Semaine du 9 au 15 septembre 2015 - Numéro 1092
Achraf Sami : La découverte du gisement de gaz a changé la donne dans la région
Heba Zaghloul09-09-2015
 
  Pour Achraf Sami, expert en énergie, la découverte du plus grand gisement offshore de gaz naturel en Méditerranée changera la place de l’Egypte sur l’échiquier énergétique mondial.

Al-Ahram Hebdo : Que représente cette découverte pour l’Egypte ?

Achraf Sami : Cette découverte concerne 30 trillions de pieds cube (pieds cubes) de gaz naturel, soit presque la moitié de tout ce qui a été découvert jusqu’à présent en Egypte (environ 65 trillions de pieds cube). Or, la consommation égyptienne s’élève à 1,7 trillion de pieds cube par an.

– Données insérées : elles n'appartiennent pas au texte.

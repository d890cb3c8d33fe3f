use crate::models::MediaType;
use crate::services::{folders, library};
use crate::{Config, Database};
use anyhow::{bail, Result};
use std::path::{Path, PathBuf};
use uuid::Uuid;

/// Register an existing file in the library. This is a thin stand-in
/// for the upload pipeline: it copies the file into the media dir,
/// classifies it and inserts the matching source row. No thumbnailing
/// or renditions.
pub async fn run(
    config_path: &Path,
    file: PathBuf,
    title: Option<String>,
    folder: Option<i64>,
) -> Result<()> {
    let config = Config::load(config_path)?;
    let db = Database::open(&config.database.path)?;
    db.migrate()?;

    let data = std::fs::read(&file)?;
    let media_type = classify(&file, &data)?;

    let folder_id = match folder {
        Some(id) => {
            let resolved = folders::get_folder(&db, id)?;
            if resolved.is_none() {
                tracing::warn!("Folder {} not found; importing as unfiled", id);
            }
            resolved.map(|f| f.id)
        }
        None => None,
    };

    let title = title.unwrap_or_else(|| {
        file.file_stem()
            .and_then(|s| s.to_str())
            .unwrap_or("Untitled")
            .to_string()
    });

    let extension = file
        .extension()
        .and_then(|e| e.to_str())
        .unwrap_or("");
    let filename = if extension.is_empty() {
        Uuid::new_v4().to_string()
    } else {
        format!("{}.{}", Uuid::new_v4(), extension)
    };

    let upload_dir = PathBuf::from(&config.media.upload_dir);
    std::fs::create_dir_all(&upload_dir)?;
    std::fs::write(upload_dir.join(&filename), &data)?;

    let id = match media_type {
        MediaType::Image => {
            let dimensions = image::image_dimensions(&file).ok();
            library::create_image(
                &db,
                &library::NewImage {
                    title: &title,
                    file_path: &filename,
                    width: dimensions.map(|(w, _)| w as i64),
                    height: dimensions.map(|(_, h)| h as i64),
                    copyright_holder: None,
                    folder_id,
                },
            )?
        }
        MediaType::Document => library::create_document(
            &db,
            &library::NewDocument {
                title: &title,
                file_path: &filename,
                version: None,
                department: None,
                expiry_date: None,
                folder_id,
            },
        )?,
        MediaType::Video => library::create_video(
            &db,
            &library::NewVideo {
                title: &title,
                file_path: &filename,
                thumbnail_path: None,
                duration: None,
                resolution: None,
                director: None,
                folder_id,
            },
        )?,
        MediaType::Audio => library::create_audio(
            &db,
            &library::NewAudio {
                title: &title,
                file_path: &filename,
                thumbnail_path: None,
                duration: None,
                artist: None,
                album: None,
                genre: None,
                folder_id,
            },
        )?,
        MediaType::Unknown => bail!("Could not classify {:?}", file),
    };

    tracing::info!("Imported {:?} as {} {}", file, media_type, id);
    Ok(())
}

/// Classify by content first, file extension second.
fn classify(path: &Path, data: &[u8]) -> Result<MediaType> {
    if let Some(kind) = infer::get(data) {
        let media_type = match kind.matcher_type() {
            infer::MatcherType::Image => MediaType::Image,
            infer::MatcherType::Video => MediaType::Video,
            infer::MatcherType::Audio => MediaType::Audio,
            infer::MatcherType::Doc
            | infer::MatcherType::Archive
            | infer::MatcherType::Book
            | infer::MatcherType::Text => MediaType::Document,
            _ => MediaType::Unknown,
        };
        if media_type != MediaType::Unknown {
            return Ok(media_type);
        }
    }

    let mime = mime_guess::from_path(path).first_or_octet_stream();
    Ok(match mime.type_().as_str() {
        "image" => MediaType::Image,
        "video" => MediaType::Video,
        "audio" => MediaType::Audio,
        _ => MediaType::Document,
    })
}
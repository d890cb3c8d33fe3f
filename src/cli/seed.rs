use crate::services::folders;
use crate::{Config, Database};
use anyhow::Result;
use std::path::Path;

pub async fn run(config_path: &Path) -> Result<()> {
    let config = Config::load(config_path)?;
    let db = Database::open(&config.database.path)?;

    db.migrate()?;

    let created = folders::seed_default_folders(&db)?;
    tracing::info!("Successfully created {} new folders", created);

    Ok(())
}
use axum::extract::FromRequestParts;
use axum::http::request::Parts;
use std::future::Future;
use std::pin::Pin;

/// How the client wants mutation outcomes reported. Decided once at the
/// boundary from the `Accept` header: programmatic clients that accept
/// JSON get a machine-readable body, everything else gets a redirect
/// with a flash message.
#[derive(Debug, Clone, Copy, PartialEq, Eq)]
pub enum ResponseFormat {
    Json,
    Html,
}

pub struct ClientFormat(pub ResponseFormat);

impl<S> FromRequestParts<S> for ClientFormat
where
    S: Send + Sync,
{
    type Rejection = std::convert::Infallible;

    fn from_request_parts<'life0, 'life1, 'async_trait>(
        parts: &'life0 mut Parts,
        _state: &'life1 S,
    ) -> Pin<Box<dyn Future<Output = Result<Self, Self::Rejection>> + Send + 'async_trait>>
    where
        'life0: 'async_trait,
        'life1: 'async_trait,
        Self: 'async_trait,
    {
        let accepts_json = parts
            .headers
            .get("accept")
            .and_then(|v| v.to_str().ok())
            .map(|v| v.contains("application/json"))
            .unwrap_or(false);

        let format = if accepts_json {
            ResponseFormat::Json
        } else {
            ResponseFormat::Html
        };
        Box::pin(async move { Ok(ClientFormat(format)) })
    }
}
use crate::{Config, Database};
use anyhow::Result;
use std::collections::HashMap;
use std::path::PathBuf;
use tera::{Tera, Value};

pub struct AppState {
    pub config: Config,
    pub db: Database,
    pub templates: Tera,
    pub media_dir: PathBuf,
}

impl AppState {
    pub fn new(config: Config, db: Database) -> Result<Self> {
        let mut templates = Tera::default();

        templates.register_filter("format_date", format_date_filter);
        templates.register_filter("format_size", format_size_filter);
        templates.add_raw_templates(vec![
            ("base.html", include_str!("../../templates/base.html")),
            ("dashboard.html", include_str!("../../templates/dashboard.html")),
            ("image_detail.html", include_str!("../../templates/image_detail.html")),
            ("document_detail.html", include_str!("../../templates/document_detail.html")),
            ("video_detail.html", include_str!("../../templates/video_detail.html")),
            ("audio_detail.html", include_str!("../../templates/audio_detail.html")),
            ("404.html", include_str!("../../templates/404.html")),
        ])?;

        let media_dir = PathBuf::from(&config.media.upload_dir);

        Ok(Self {
            config,
            db,
            templates,
            media_dir,
        })
    }
}

fn format_date_filter(value: &Value, args: &HashMap<String, Value>) -> tera::Result<Value> {
    let date_str = value
        .as_str()
        .ok_or_else(|| tera::Error::msg("format_date requires a string"))?;

    let format = args
        .get("format")
        .and_then(|v| v.as_str())
        .unwrap_or("%B %d, %Y");

    if let Ok(dt) = chrono::DateTime::parse_from_rfc3339(date_str) {
        return Ok(Value::String(dt.format(format).to_string()));
    }

    if let Ok(dt) = chrono::NaiveDateTime::parse_from_str(date_str, "%Y-%m-%d %H:%M:%S") {
        return Ok(Value::String(dt.format(format).to_string()));
    }

    Ok(Value::String(date_str.to_string()))
}

fn format_size_filter(value: &Value, _args: &HashMap<String, Value>) -> tera::Result<Value> {
    let bytes = value
        .as_u64()
        .ok_or_else(|| tera::Error::msg("format_size requires a number"))?;

    let formatted = if bytes >= 1024 * 1024 {
        format!("{:.1} MB", bytes as f64 / (1024.0 * 1024.0))
    } else if bytes >= 1024 {
        format!("{:.1} KB", bytes as f64 / 1024.0)
    } else {
        format!("{} B", bytes)
    };

    Ok(Value::String(formatted))
}
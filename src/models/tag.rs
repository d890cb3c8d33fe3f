use serde::Serialize;

#[derive(Debug, Clone, Serialize)]
pub struct Tag {
    pub id: i64,
    pub name: String,
    pub slug: String,
}
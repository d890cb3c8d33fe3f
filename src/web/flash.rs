use axum_extra::extract::cookie::{Cookie, CookieJar};
use serde::Serialize;

const FLASH_COOKIE: &str = "medley_flash";

/// One-shot status message carried across a redirect, read and cleared
/// by the next dashboard render.
#[derive(Debug, Clone, Serialize)]
pub struct Flash {
    pub level: String,
    pub message: String,
}

pub fn set_flash(jar: CookieJar, level: &str, message: &str) -> CookieJar {
    let cookie = Cookie::build((FLASH_COOKIE, format!("{}:{}", level, message)))
        .path("/")
        .http_only(true)
        .build();
    jar.add(cookie)
}

pub fn success(jar: CookieJar, message: &str) -> CookieJar {
    set_flash(jar, "success", message)
}

pub fn error(jar: CookieJar, message: &str) -> CookieJar {
    set_flash(jar, "error", message)
}

pub fn take_flash(jar: CookieJar) -> (CookieJar, Option<Flash>) {
    let flash = jar.get(FLASH_COOKIE).and_then(|cookie| {
        let raw = cookie.value();
        raw.split_once(':').map(|(level, message)| Flash {
            level: level.to_string(),
            message: message.to_string(),
        })
    });

    let jar = if flash.is_some() {
        jar.remove(Cookie::build(FLASH_COOKIE).path("/").build())
    } else {
        jar
    };

    (jar, flash)
}
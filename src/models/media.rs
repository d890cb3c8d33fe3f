use super::{Category, Tag};
use serde::Serialize;
use std::fmt;

#[derive(Debug, Clone, Copy, PartialEq, Eq, Hash, Serialize)]
#[serde(rename_all = "lowercase")]
pub enum MediaType {
    Image,
    Document,
    Video,
    Audio,
    Unknown,
}

impl MediaType {
    /// Unrecognized tags map to `Unknown` rather than failing.
    pub fn parse(s: &str) -> MediaType {
        match s {
            "image" => MediaType::Image,
            "document" => MediaType::Document,
            "video" => MediaType::Video,
            "audio" => MediaType::Audio,
            _ => MediaType::Unknown,
        }
    }

    pub fn as_str(&self) -> &'static str {
        match self {
            MediaType::Image => "image",
            MediaType::Document => "document",
            MediaType::Video => "video",
            MediaType::Audio => "audio",
            MediaType::Unknown => "unknown",
        }
    }
}

impl fmt::Display for MediaType {
    fn fmt(&self, f: &mut fmt::Formatter<'_>) -> fmt::Result {
        f.write_str(self.as_str())
    }
}

#[derive(Debug, Clone, Serialize)]
pub struct ImageRecord {
    pub id: i64,
    pub title: String,
    pub file_path: String,
    pub width: Option<i64>,
    pub height: Option<i64>,
    pub copyright_holder: Option<String>,
    pub folder_id: Option<i64>,
    pub created_at: Option<String>,
    pub categories: Vec<Category>,
    pub tags: Vec<Tag>,
}

#[derive(Debug, Clone, Serialize)]
pub struct DocumentRecord {
    pub id: i64,
    pub title: String,
    pub file_path: String,
    pub version: Option<String>,
    pub department: Option<String>,
    pub expiry_date: Option<String>,
    pub folder_id: Option<i64>,
    pub created_at: Option<String>,
    pub tags: Vec<Tag>,
}

#[derive(Debug, Clone, Serialize)]
pub struct VideoRecord {
    pub id: i64,
    pub title: String,
    pub file_path: String,
    pub thumbnail_path: Option<String>,
    pub duration: Option<String>,
    pub resolution: Option<String>,
    pub director: Option<String>,
    pub folder_id: Option<i64>,
    pub created_at: Option<String>,
    pub categories: Vec<Category>,
    pub tags: Vec<Tag>,
}

#[derive(Debug, Clone, Serialize)]
pub struct AudioRecord {
    pub id: i64,
    pub title: String,
    pub file_path: String,
    pub thumbnail_path: Option<String>,
    pub duration: Option<String>,
    pub artist: Option<String>,
    pub album: Option<String>,
    pub genre: Option<String>,
    pub folder_id: Option<i64>,
    pub created_at: Option<String>,
    pub categories: Vec<Category>,
    pub tags: Vec<Tag>,
}

/// Shared-field fallback for records of a shape this version does not
/// know about. Projects as `unknown` instead of failing.
#[derive(Debug, Clone, Serialize)]
pub struct GenericRecord {
    pub id: i64,
    pub title: String,
    pub file_path: Option<String>,
    pub folder_id: Option<i64>,
    pub created_at: Option<String>,
    pub categories: Vec<Category>,
    pub tags: Vec<Tag>,
}

/// Closed union over the four media sources plus the unknown fallback.
#[derive(Debug, Clone, Serialize)]
pub enum MediaRecord {
    Image(ImageRecord),
    Document(DocumentRecord),
    Video(VideoRecord),
    Audio(AudioRecord),
    Other(GenericRecord),
}

impl MediaRecord {
    pub fn media_type(&self) -> MediaType {
        match self {
            MediaRecord::Image(_) => MediaType::Image,
            MediaRecord::Document(_) => MediaType::Document,
            MediaRecord::Video(_) => MediaType::Video,
            MediaRecord::Audio(_) => MediaType::Audio,
            MediaRecord::Other(_) => MediaType::Unknown,
        }
    }

    pub fn id(&self) -> i64 {
        match self {
            MediaRecord::Image(r) => r.id,
            MediaRecord::Document(r) => r.id,
            MediaRecord::Video(r) => r.id,
            MediaRecord::Audio(r) => r.id,
            MediaRecord::Other(r) => r.id,
        }
    }

    pub fn title(&self) -> &str {
        match self {
            MediaRecord::Image(r) => &r.title,
            MediaRecord::Document(r) => &r.title,
            MediaRecord::Video(r) => &r.title,
            MediaRecord::Audio(r) => &r.title,
            MediaRecord::Other(r) => &r.title,
        }
    }

    pub fn created_at(&self) -> Option<&str> {
        match self {
            MediaRecord::Image(r) => r.created_at.as_deref(),
            MediaRecord::Document(r) => r.created_at.as_deref(),
            MediaRecord::Video(r) => r.created_at.as_deref(),
            MediaRecord::Audio(r) => r.created_at.as_deref(),
            MediaRecord::Other(r) => r.created_at.as_deref(),
        }
    }

    pub fn file_path(&self) -> Option<&str> {
        match self {
            MediaRecord::Image(r) => Some(&r.file_path),
            MediaRecord::Document(r) => Some(&r.file_path),
            MediaRecord::Video(r) => Some(&r.file_path),
            MediaRecord::Audio(r) => Some(&r.file_path),
            MediaRecord::Other(r) => r.file_path.as_deref(),
        }
    }

    pub fn thumbnail_path(&self) -> Option<&str> {
        match self {
            MediaRecord::Video(r) => r.thumbnail_path.as_deref(),
            MediaRecord::Audio(r) => r.thumbnail_path.as_deref(),
            _ => None,
        }
    }

    pub fn folder_id(&self) -> Option<i64> {
        match self {
            MediaRecord::Image(r) => r.folder_id,
            MediaRecord::Document(r) => r.folder_id,
            MediaRecord::Video(r) => r.folder_id,
            MediaRecord::Audio(r) => r.folder_id,
            MediaRecord::Other(r) => r.folder_id,
        }
    }

    pub fn categories(&self) -> &[Category] {
        match self {
            MediaRecord::Image(r) => &r.categories,
            MediaRecord::Document(_) => &[],
            MediaRecord::Video(r) => &r.categories,
            MediaRecord::Audio(r) => &r.categories,
            MediaRecord::Other(r) => &r.categories,
        }
    }

    pub fn tags(&self) -> &[Tag] {
        match self {
            MediaRecord::Image(r) => &r.tags,
            MediaRecord::Document(r) => &r.tags,
            MediaRecord::Video(r) => &r.tags,
            MediaRecord::Audio(r) => &r.tags,
            MediaRecord::Other(r) => &r.tags,
        }
    }
}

L’Egypte, d’ici trois ans, pourra répondre aux besoins de sa population pour les 15, voire 20 prochaines années. Il s’agit là du plus grand gisement gazier jamais découvert en Méditerranée et de la plus grande découverte de gaz dans le monde depuis une dizaine d’années.

— Quel impact cette découverte peut-elle avoir sur les pays voisins ?

— L’Egypte est récemment devenue importatrice de gaz. Elle s’apprêtait à importer du gaz d’Israël, notamment du gisement Léviathan. Le nouveau gisement égyptien dépasse la taille de ce dernier. Il n’est donc plus nécessaire pour l’Egypte d’importer de ses voisins que ce soit Israël ou Chypre. Ce qui est sans aucun doute une mauvaise nouvelle pour ces pays, qui espéraient faire de l’Egypte leur premier débouché à l’exportation. Il faut aussi savoir que pour développer une ressource comme le gaz, il est nécessaire de trouver non seulement un marché mais aussi un moyen de l’acheminer, que ce soit le transport par pipeline ou en le liquéfiant pour obtenir un Gaz Naturel Liquéfié (GNL). Or, un transport par pipeline revient moins cher qu’un GNL. Si l’Egypte n’a plus besoin de gaz, Chypre et Israël devraient alors réexaminer les formules de développement de leurs ressources, en se dirigeant peut-être vers le GNL, qui est plus coûteux.

— L’Egypte pourra-t-elle à nouveau exporter son gaz ?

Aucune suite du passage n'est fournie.